In my middle fifties I resigned from a good position as a hospital chaplain. I plummeted into downward mobility. When I was sixty-two years of age, I earned my MSW degree and became a medical social worker in an agency in which I fit in not at all. Compared to the others, I had too much education. I was seen as a loose canon and was constantly reminded that I was not a professional employee and had to be micro-managed. It was an intellectual and emotional slum but I was able through self-deception and feeling powerless to last there more than five years bent over backwards. Finally I could "dumb down" no longer and was forced out. Again I found another argument against thinking.
I began to audit philosophy classes at our local Community College. There a student said that his life goal was to, "do philosophy." It took me a long time to understand what he meant.
I will not discuss how to do philosophy. I am still learning.
I know that I must risk my competence to look foolish because I don't use the tools of the trade skillfully. One reason is that logical positivism bored me silly. I avoided the tools of symbolic logic because I felt that for me what I needed was not there. It was dryer than fundamentalism and blander than liberalism. I was never introduced to the nurturing juices of phenomenology and existentialism. Yet for testing out speech and ideas it is a help.
The other bit I have learned is that the problem chooses me and not I the problem. Choosing the problem is done existentially. It comes from the effort of living with at least a minimum of good faith.
For instance one of my problems is that being brought up as I was I have a great appetite for religion. Yet I must say that the church for me is simply a self-perpetuating organization. It is outdated in its concerns, like the "March Of Dimes", a program from before World War II that battled against Polio.
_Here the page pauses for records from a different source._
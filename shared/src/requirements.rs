//! Material-requirement calculation
//!
//! Joins a clothing item's recipe with warehouse stock to tell, per material,
//! how much a production run needs and whether stock covers it. The
//! calculation only reads; it reserves nothing.

use std::convert::Infallible;

use async_trait::async_trait;
use rust_decimal::Decimal;
use thiserror::Error;
use uuid::Uuid;

use crate::models::{MaterialNeed, PriceDetail, RecipeLine, RequirementReport, StockLot};
use crate::stock::{Availability, AvailabilityFormula};
use crate::validation::validate_count;

/// Result of looking up a clothing item's recipe
#[derive(Debug, Clone, PartialEq)]
pub enum RecipeLookup {
    /// No clothing item with this id
    UnknownClothing,
    /// The item exists but has no recipe lines
    Empty,
    Lines(Vec<RecipeLine>),
}

/// Source of bill-of-materials lines
#[async_trait]
pub trait RecipeStore: Send + Sync {
    type Error: std::error::Error + Send + Sync + 'static;

    /// Recipe lines of a clothing item joined with their material, in
    /// insertion order. Empty when the item has no recipe or does not exist.
    async fn get_requirements(&self, clothes_id: Uuid) -> Result<Vec<RecipeLine>, Self::Error>;

    async fn clothing_exists(&self, clothes_id: Uuid) -> Result<bool, Self::Error>;

    /// Like [`RecipeStore::get_requirements`] but tells a missing item apart
    /// from an item without a recipe
    async fn lookup_recipe(&self, clothes_id: Uuid) -> Result<RecipeLookup, Self::Error> {
        let lines = self.get_requirements(clothes_id).await?;
        if !lines.is_empty() {
            return Ok(RecipeLookup::Lines(lines));
        }
        if self.clothing_exists(clothes_id).await? {
            Ok(RecipeLookup::Empty)
        } else {
            Ok(RecipeLookup::UnknownClothing)
        }
    }
}

/// Source of warehouse lots
#[async_trait]
pub trait StockLedger: Send + Sync {
    type Error: std::error::Error + Send + Sync + 'static;

    /// Lots of `code` whose `come_amount` differs from `work_amount`
    async fn undepleted_lots(&self, code: &str) -> Result<Vec<StockLot>, Self::Error>;

    async fn get_availability(
        &self,
        code: &str,
        formula: AvailabilityFormula,
    ) -> Result<Availability, Self::Error> {
        let lots = self.undepleted_lots(code).await?;
        Ok(Availability::from_lots(lots, formula))
    }
}

/// Calculation failures
#[derive(Debug, Error)]
pub enum CalculationError<E>
where
    E: std::error::Error + 'static,
{
    #[error("count must be a positive integer, got {0}")]
    InvalidCount(i64),

    #[error("clothing item {0} not found")]
    ClothingNotFound(Uuid),

    #[error("need for material {material_code} exceeds the representable amount")]
    AmountOverflow { material_code: String },

    #[error("data access failed: {0}")]
    DataAccess(#[source] E),
}

/// Quantity of a material one production run consumes; `None` on overflow
pub fn need_amount(per_unit_amount: Decimal, count: Decimal) -> Option<Decimal> {
    per_unit_amount.checked_mul(count)
}

fn line_need<E>(line: &RecipeLine, count: Decimal) -> Result<Decimal, CalculationError<E>>
where
    E: std::error::Error + 'static,
{
    need_amount(line.per_unit_amount, count).ok_or_else(|| CalculationError::AmountOverflow {
        material_code: line.material_code.clone(),
    })
}

/// Build the need entry of one recipe line from its stock
pub fn compose_need(line: RecipeLine, need_amount: Decimal, availability: Availability) -> MaterialNeed {
    let status = availability.covers(need_amount);
    MaterialNeed {
        material_id: line.material_id,
        material_name: line.material_name,
        material_type: line.material_type,
        material_measurement: line.measurement,
        material_code: line.material_code,
        need_amount,
        need_amount_price_detail: PriceDetail {
            material: availability.lots,
            has_amount: availability.total_available,
            need_amount,
            status,
        },
    }
}

/// Run the calculation over an in-memory snapshot of recipe and stock.
///
/// `lots` may hold lots of any code and depleted lots; each line picks the
/// undepleted lots of its own material code.
pub fn calculate_from_snapshot(
    lines: Vec<RecipeLine>,
    lots: &[StockLot],
    count: i64,
    formula: AvailabilityFormula,
) -> Result<RequirementReport, CalculationError<Infallible>> {
    let units = validate_count(count).map_err(|_| CalculationError::InvalidCount(count))?;
    let all_amount = lines
        .into_iter()
        .map(|line| {
            let need = line_need(&line, units)?;
            let availability = Availability::from_lots(
                lots.iter().filter(|lot| lot.code == line.material_code).cloned(),
                formula,
            );
            Ok(compose_need(line, need, availability))
        })
        .collect::<Result<Vec<_>, _>>()?;
    Ok(RequirementReport { all_amount })
}

/// Computes material requirements against live stores
#[derive(Clone)]
pub struct RequirementCalculator<R, S> {
    recipes: R,
    ledger: S,
    formula: AvailabilityFormula,
}

impl<R, S> RequirementCalculator<R, S>
where
    R: RecipeStore,
    S: StockLedger<Error = R::Error>,
{
    pub fn new(recipes: R, ledger: S) -> Self {
        Self {
            recipes,
            ledger,
            formula: AvailabilityFormula::default(),
        }
    }

    pub fn with_formula(mut self, formula: AvailabilityFormula) -> Self {
        self.formula = formula;
        self
    }

    pub fn formula(&self) -> AvailabilityFormula {
        self.formula
    }

    /// Compute per-material needs for producing `count` units of a clothing
    /// item. An item without a recipe yields an empty report.
    pub async fn calculate(
        &self,
        clothes_id: Uuid,
        count: i64,
    ) -> Result<RequirementReport, CalculationError<R::Error>> {
        let units = validate_count(count).map_err(|_| CalculationError::InvalidCount(count))?;

        let lines = match self
            .recipes
            .lookup_recipe(clothes_id)
            .await
            .map_err(CalculationError::DataAccess)?
        {
            RecipeLookup::UnknownClothing => {
                return Err(CalculationError::ClothingNotFound(clothes_id))
            }
            RecipeLookup::Empty => Vec::new(),
            RecipeLookup::Lines(lines) => lines,
        };

        let mut all_amount = Vec::with_capacity(lines.len());
        for line in lines {
            let need = line_need(&line, units)?;
            let availability = self
                .ledger
                .get_availability(&line.material_code, self.formula)
                .await
                .map_err(CalculationError::DataAccess)?;
            all_amount.push(compose_need(line, need, availability));
        }

        Ok(RequirementReport { all_amount })
    }
}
It now searches for a new reason to exist as a political tool. It is not concerned with ultimate reality. I am like the Gnostics who detested hierarchy and were disappointed with the church's orthodoxy and the whole model of theism. They called the god of the church a "demiurge" that usurped ultimate being. The way Philosophy helps is to bring me into a tradition of those concerned with the problems of existence and who have searched out and interrogated some of the answers.
Then having done my homework I can begin to find answers within myself.